Practice Short cuts

What's new in the other general journals

BMJ 2006; 333 doi: http://dx.doi.org/10.1136/bmj.333.7574.904 (Published 26 October 2006) Cite this as: BMJ 2006;333:904
  1. Alison Tonks, associate editor (atonks{at}bmj.com)

    DHEA does not prevent ageing

    Dehydroepiandrosterone (DHEA) is one of our body's most abundant sex steroids. The abundance declines slowly with age, however, and replacing it has become a fashionable way of maintaining eternal youth. It doesn't work, but that doesn't stop DHEA being peddled as an antiageing panacea by manufacturers happy to exploit a regulatory loophole that defines it as a food supplement rather than a drug.
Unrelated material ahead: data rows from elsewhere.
//! Storage layer for taskman
//!
//! The task file is a single JSON document:
//!
//! ```text
//! [
//!   { "name": "...", "description": "...", "priority": "High", "due_date": "2025-01-05" },
//!   ...
//! ]
//! ```
//!
//! Reading is tolerant per record: an entry that cannot be decoded is skipped
//! and reported, the rest of the file still loads. Skipped entries keep their
//! raw JSON so a later write can put them back. A document that is not a
//! JSON array at all is reported as [`Error::CorruptStore`].

use std::fs;
use std::io;
use std::path::{Path, PathBuf};

use serde::Serialize;

use crate::error::{Error, Result};
use crate::lock::{self, DEFAULT_LOCK_TIMEOUT_MS};
use crate::task::TaskRecord;

/// Default file name of the task file
pub const DEFAULT_TASKS_FILE: &str = "tasks.json";

/// A record left out of a load, with the position it had in the file
#[derive(Debug, Clone, PartialEq, Serialize)]
pub struct SkippedRecord {
    pub index: usize,
    pub reason: String,
    /// The entry as it appeared in the task file, if it came from one
    #[serde(skip)]
    pub raw: Option<serde_json::Value>,
}

impl SkippedRecord {
    pub fn new(index: usize, reason: impl Into<String>) -> Self {
        Self {
            index,
            reason: reason.into(),
            raw: None,
        }
    }

    pub fn with_raw(mut self, raw: serde_json::Value) -> Self {
        self.raw = Some(raw);
        self
    }

    /// Human-readable warning line
    pub fn warning(&self) -> String {
        let kept = if self.raw.is_some() {
            " (kept in the file as written)"
        } else {
            ""
        };
        format!("skipped record #{}: {}{kept}", self.index + 1, self.reason)
    }
}

/// Decoded contents of the task file
#[derive(Debug, Clone, Default)]
pub struct RecordSet {
    /// Records that decoded, paired with their position in the file
    pub records: Vec<(usize, TaskRecord)>,
    /// Entries that could not be decoded
    pub skipped: Vec<SkippedRecord>,
}

/// Handle on the persisted task file
#[derive(Debug, Clone)]
pub struct TaskFile {
    path: PathBuf,
    lock_timeout_ms: u64,
}

impl TaskFile {
    pub fn new(path: impl Into<PathBuf>) -> Self {
        Self {
            path: path.into(),
            lock_timeout_ms: DEFAULT_LOCK_TIMEOUT_MS,
        }
    }

    pub fn with_lock_timeout(mut self, timeout_ms: u64) -> Self {
        self.lock_timeout_ms = timeout_ms;
        self
    }

    pub fn path(&self) -> &Path {
        &self.path
    }

    /// Read every record from the file.
    ///
    /// Returns `Ok(None)` when the file does not exist.
    pub fn read_records(&self) -> Result<Option<RecordSet>> {
        let content = match fs::read_to_string(&self.path) {
            Ok(content) => content,
            Err(err) if err.kind() == io::ErrorKind::NotFound => return Ok(None),
            Err(err) if err.kind() == io::ErrorKind::InvalidData => {
                return Err(self.corrupt(format!("not valid UTF-8: {err}")));
            }
            Err(err) => return Err(Error::Io(err)),
        };

        let document: serde_json::Value =
            serde_json::from_str(&content).map_err(|err| self.corrupt(err.to_string()))?;
        let entries = match document {
            serde_json::Value::Array(entries) => entries,
            other => {
                return Err(self.corrupt(format!(
                    "expected a list of tasks, found {}",
                    json_type_name(&other)
                )));
            }
        };

        let mut set = RecordSet::default();
        for (index, entry) in entries.into_iter().enumerate() {
            match serde_json::from_value::<TaskRecord>(entry.clone()) {
                Ok(record) => set.records.push((index, record)),
                Err(err) => {
                    let skipped = SkippedRecord::new(index, err.to_string()).with_raw(entry);
                    tracing::warn!(
                        path = %self.path.display(),
                        index,
                        reason = %skipped.reason,
                        "skipping unreadable task record"
                    );
                    set.skipped.push(skipped);
                }
            }
        }

        Ok(Some(set))
    }

    /// Replace the file with `records` followed by the `retained` raw
    /// entries, atomically and under the file lock.
    pub fn write_records(
        &self,
        records: &[TaskRecord],
        retained: &[serde_json::Value],
    ) -> Result<()> {
        let mut entries = records
            .iter()
            .map(serde_json::to_value)
            .collect::<serde_json::Result<Vec<_>>>()?;
        entries.extend(retained.iter().cloned());

        let mut json = serde_json::to_string_pretty(&entries)?;
        json.push('\n');
        lock::write_atomic_locked(&self.path, json.as_bytes(), self.lock_timeout_ms)
    }

    fn corrupt(&self, message: String) -> Error {
        Error::CorruptStore {
            path: self.path.clone(),
            message,
        }
    }
}

fn json_type_name(value: &serde_json::Value) -> &'static str {
    match value {
        serde_json::Value::Null => "null",
        serde_json::Value::Bool(_) => "a boolean",
        serde_json::Value::Number(_) => "a number",
        serde_json::Value::String(_) => "a string",
        serde_json::Value::Array(_) => "a list",
        serde_json::Value::Object(_) => "an object",
    }
}

#[cfg(test)]
mod tests {
    use super::*;

    fn record(name: &str) -> TaskRecord {
        TaskRecord {
            name: name.to_string(),
            description: String::new(),
            priority: "Medium".to_string(),
            due_date: "2025-04-01".to_string(),
        }
    }

    #[test]
    fn missing_file_reads_as_none() {
        let dir = tempfile::tempdir().expect("tempdir");
        let file = TaskFile::new(dir.path().join("tasks.json"));
        assert!(file.read_records().expect("read").is_none());
    }

    #[test]
    fn write_then_read_preserves_order() {
        let dir = tempfile::tempdir().expect("tempdir");
        let file = TaskFile::new(dir.path().join("tasks.json"));
        file.write_records(&[record("b"), record("a")], &[])
            .expect("write");

        let set = file.read_records().expect("read").expect("present");
        let names: Vec<_> = set.records.iter().map(|(_, r)| r.name.as_str()).collect();
        assert_eq!(names, vec!["b", "a"]);
        assert!(set.skipped.is_empty());
    }

    #[test]
    fn non_array_document_is_corrupt() {
        let dir = tempfile::tempdir().expect("tempdir");
        let path = dir.path().join("tasks.json");
        fs::write(&path, r#"{"name": "x"}"#).expect("write");

        let err = TaskFile::new(&path).read_records().expect_err("corrupt");
        match err {
            Error::CorruptStore { message, .. } => assert!(message.contains("an object")),
            other => panic!("unexpected error: {other:?}"),
        }
    }

    #[test]
    fn invalid_json_is_corrupt() {
        let dir = tempfile::tempdir().expect("tempdir");
        let path = dir.path().join("tasks.json");
        fs::write(&path, "[{").expect("write");

        let err = TaskFile::new(&path).read_records().expect_err("corrupt");
        assert!(matches!(err, Error::CorruptStore { .. }));
    }

    #[test]
    fn undecodable_entries_are_skipped() {
        let dir = tempfile::tempdir().expect("tempdir");
        let path = dir.path().join("tasks.json");
        let content = r#"[
            {"name": "ok", "description": "", "priority": "Low", "due_date": "2025-01-01"},
            {"name": "no date", "description": "", "priority": "Low"},
            42
        ]"#;
        fs::write(&path, content).expect("write");

        let set = TaskFile::new(&path)
            .read_records()
            .expect("read")
            .expect("present");
        assert_eq!(set.records.len(), 1);
        assert_eq!(set.skipped.len(), 2);
        assert_eq!(set.skipped[0].index, 1);
        assert!(set.skipped[0].reason.contains("due_date"));
        assert!(set.skipped[0].warning().starts_with("skipped record #2"));
        assert_eq!(set.skipped[1].raw, Some(serde_json::json!(42)));
    }

    #[test]
    fn retained_entries_are_written_after_records() {
        let dir = tempfile::tempdir().expect("tempdir");
        let file = TaskFile::new(dir.path().join("tasks.json"));
        let broken = serde_json::json!({"name": "no date", "priority": "Low"});
        file.write_records(&[record("a")], std::slice::from_ref(&broken))
            .expect("write");

        let set = file.read_records().expect("read").expect("present");
        assert_eq!(set.records.len(), 1);
        assert_eq!(set.skipped.len(), 1);
        assert_eq!(set.skipped[0].index, 1);
        assert_eq!(set.skipped[0].raw, Some(broken));
    }
}
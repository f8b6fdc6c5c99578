//! taskman - personal task tracker CLI
//!
//! Create, list, filter, update, delete and sort tasks kept in a JSON file.

use clap::Parser;
use taskman::cli::Cli;
use taskman::output::{emit_error, infer_command_name_from_args};
use tracing_subscriber::{fmt, prelude::*, EnvFilter};

fn main() {
    // Tracing is opt-in via RUST_LOG; invalid or oversized filters are ignored.
    let filter = std::env::var("RUST_LOG")
        .ok()
        .and_then(|raw| {
            let raw = raw.trim();
            if raw.is_empty() || raw.len() > 4096 {
                return None;
            }
            EnvFilter::try_new(raw).ok()
        })
        .unwrap_or_else(|| EnvFilter::new("off"));

    tracing_subscriber::registry()
        .with(fmt::layer().with_writer(std::io::stderr))
        .with(filter)
        .init();

    let command = infer_command_name_from_args();
    let cli = Cli::parse();
    let json = cli.json;
    if let Err(err) = cli.run() {
        let _ = emit_error(&command, &err, json);
        std::process::exit(err.exit_code());
    }
}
This loophole should be closed, writes one commentator. His Google search for DHEA returned five million hits, many from online vendors making exaggerated and unsubstantiated claims.

    Figure1

    Credit: N ENGL J MED

    There is no evidence that replacing DHEA has any effect on the processes of ageing, he writes. A handful of trials have already been published, and the latest simply confirms their negative findings—physiological doses of the hormone taken for two years had no meaningful effect on body composition, physical performance, insulin sensitivity, or quality of life in elderly men or women. Its effect on bone mass was minimal and inconsistent. Physiological doses of testosterone were equally disappointing for the men.

    Figure2

    Credit: JAMA

    No one should be taking either DHEA or testosterone to regain lost youth, the commentator concludes. They don't work and may not be safe. DHEA should be reclassified as a drug and properly regulated “or quackery will prevail.”

    Most children with acute otitis media don't need immediate antibiotics

    More than half of children with acute otitis media could be safely treated with watchful waiting, according to a meta-analysis of randomised trials. Antibiotics should be reserved largely for those with otorrhoea (21% of children, relative risk 0.52 (95% CI 0.37 to 0.73)) and those under the age of 2 years with bilateral infections (20% of children, 0.64 (0.62 to 0.8)), the two subgroups most likely to benefit. In these subgroups, children given antibiotics were significantly less likely to have pain, fever, or both between three and seven days after presentation than children given a placebo or no treatment. Antibiotics were ineffective for older children with mild disease.

    The analysis included six trials and 1643 children, making it bigger and more powerful than previous subgroup analyses. A linked commentary (pp 1397-8) says the findings are straightforward and should be welcomed by primary care doctors, who see the lion's share of children with otitis media. Cutting down on antibiotics will reduce the incidence of side effects such as diarrhoea, save money, and help prevent antibiotic resistance. The only note of caution is that the analysis wasn't big enough to rule out an increase in the risk of mastoiditis among children denied antibiotics. It's simply too rare to be certain. There were no cases in any of these trials.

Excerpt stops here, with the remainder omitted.